O procurador-geral da República, Paulo Gonet, anunciou o arquivamento de uma investigação referente ao ministro do Supremo Tribunal Federal, Alexandre de Moraes. Gonet esclareceu que não foram encontrados elementos concretos que sustentassem as acusações de que Moraes teria pressionado o presidente do Banco Central, Gabriel Galípolo, sobre a fiscalização do Banco Master. O arquivamento da investigação sobre um contrato de R$ 129 milhões da esposa do ministro também foi decidido, por não vislumbrar indícios de ilegalidade.
As suspeitas surgiram após reportagens que mencionavam conversas entre Moraes e Galípolo, revelando que o ministro teria realizado várias ligações em um único dia. No entanto, Gonet destacou que, apesar da ampla cobertura midiática, não houve apresentação de provas ou indícios materiais que corroborassem as alegações. Moraes, por sua vez, negou qualquer acusação de pressão e afirmou que tratou apenas de questões relacionadas a sanções financeiras impostas pelos Estados Unidos.
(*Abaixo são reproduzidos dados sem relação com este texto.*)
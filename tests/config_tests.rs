// SPDX-License-Identifier: MPL-2.0

//! Integration tests for configuration module

use qrscan::Config;
use qrscan::backends::camera::types::Facing;
use std::time::Duration;

#[test]
fn test_config_default() {
    let config = Config::default();

    // Check sensible defaults
    assert_eq!(config.preferred_facing, Facing::Environment);
    assert!(config.feedback_enabled, "Feedback should be enabled by default");
    assert!(config.share_command.is_none());
    assert_eq!(config.scan_interval(), Duration::from_millis(150));
}

#[test]
fn test_missing_file_gives_defaults() {
    let dir = tempfile::tempdir().unwrap();
    let config = Config::load_from(&dir.path().join("missing.json"));
    assert_eq!(config, Config::default());
}

#[test]
fn test_malformed_file_gives_defaults() {
    let dir = tempfile::tempdir().unwrap();
    let path = dir.path().join("config.json");
    std::fs::write(&path, "{ not json").unwrap();

    assert_eq!(Config::load_from(&path), Config::default());
}

#[test]
fn test_partial_file_fills_in_defaults() {
    let dir = tempfile::tempdir().unwrap();
    let path = dir.path().join("config.json");
    std::fs::write(&path, r#"{ "preferred_facing": "user", "scan_interval_ms": 400 }"#).unwrap();

    let config = Config::load_from(&path);
    assert_eq!(config.preferred_facing, Facing::User);
    assert_eq!(config.scan_interval(), Duration::from_millis(400));
    assert!(config.feedback_enabled);
}

#[test]
fn test_save_and_reload() {
    let dir = tempfile::tempdir().unwrap();
    let path = dir.path().join("nested").join("config.json");

    let config = Config {
        preferred_facing: Facing::User,
        last_camera_path: Some("/dev/video2".to_string()),
        share_command: Some(vec!["kdeconnect-cli".to_string(), "--share-text".to_string()]),
        ..Config::default()
    };
    config.save_to(&path).unwrap();

    assert_eq!(Config::load_from(&path), config);
}

#[test]
fn test_zero_interval_is_clamped() {
    let config = Config {
        scan_interval_ms: 0,
        ..Config::default()
    };
    assert!(config.scan_interval() > Duration::ZERO);
}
Com essa decisão, a PGR reafirma a necessidade de evidências concretas para a abertura de investigações, especialmente em casos que envolvem figuras públicas. Gonet também enfatizou a proteção ao sigilo da fonte e a impossibilidade de avançar nas apurações sem elementos que sustentem as denúncias. Assim, a relação entre Moraes e Gonet, que se mantém cordial, pode influenciar nas futuras decisões relacionadas a investigações envolvendo o STF.